Je remercie vivement Entrée Livre et les Editions Belfond pour ce partenariat doublé d’une très belle découverte. Un coup de cœur !
Quelques extraits :
Les murs ont des échos de stupeur devant ton absence. Malgré l’édredon que tu as sorti, le sommeil s’est refusé dans notre lit vide. Je ne sais ni dormir ni me réveiller sans toi, chère Zika. C’est ainsi.
Ce qui nous arrive, nous l’avons parfois envisagé, mais jamais que nous serions séparés pour l’affronter. Et moi, mon ami, je découvre qu’il y a une vie hors de ta présence sans savoir comment demeurer dans ce monde-là. J’aurais plus pleuré en quelques heures sans toi que durant ces années passées en ta compagnie. Je ne devrais pas t’en parler et te tourmenter ainsi. Mais je suis tellement perdue.
Tu n’es pas capable d’aimer plusieurs personnes à la fois. Il n’y en avait que pour papa. « Votre père par-ci, votre père par-là.
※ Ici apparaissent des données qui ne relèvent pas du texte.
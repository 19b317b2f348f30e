//! CLI command implementations.
//!
//! Each command implements the [`Command`] trait, which provides a uniform
//! interface for executing commands and reporting results.
//!
//! # Architecture
//!
//! Commands are dispatched via [`CommandDispatcher`], which routes CLI
//! subcommands to their implementations. Shared sign-in, vehicle lookup,
//! and wake handling live in [`session`].

pub mod alert;
pub mod auth;
pub mod charge;
pub mod climate;
pub mod dispatcher;
pub mod location;
pub mod lock;
pub mod session;
pub mod status;
pub mod wake;

pub use dispatcher::{Command, CommandDispatcher, CommandResult};
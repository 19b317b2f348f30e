//! tesla-remote - Control a Tesla vehicle from the command line.
//!
//! Signs in to the Tesla Owner API with OAuth, caches the token per
//! account, and drives the first vehicle on that account: status,
//! locks, climate, charging, location, horn, lights, and wake-up.
//!
//! # Modules
//!
//! - [`cli`] - Command-line interface, argument parsing, and commands
//! - [`cloud`] - Owner API client, OAuth login, token cache, and mock
//! - [`config`] - Start-up configuration from flags and environment
//! - [`error`] - Error types and result aliases
//! - [`temperature`] - Fahrenheit/Celsius conversion
//! - [`ui`] - Terminal output, prompts, and spinners
//!
//! # Example
//!
//! ```
//! use tesla_remote::temperature::fahrenheit_to_celsius;
//!
//! let celsius = fahrenheit_to_celsius(70.0);
//! assert!((celsius - 21.111).abs() < 0.001);
//! ```
//!
//! For end-to-end behavior against a mock server, see the integration tests.

pub mod cli;
pub mod cloud;
pub mod config;
pub mod error;
pub mod temperature;
pub mod ui;

pub use error::{Result, TeslaError};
On attend votre père, on demandera à votre père… » Tu ne pouvais pas penser par toi-même, un peu ? Gauthier, c’était ton petit papa, tandis que moi, j’étais ta petite rivale. A cause de toi, je n’ai jamais su me faire aimer, je n’ai jamais trouvé ma place.
De vifs reproches, de grosses larmes, une rage enfantine. Mon Dieu qu’elle était laide ! Elle me poursuivait dans l’appartement pour me forcer à l’écouter.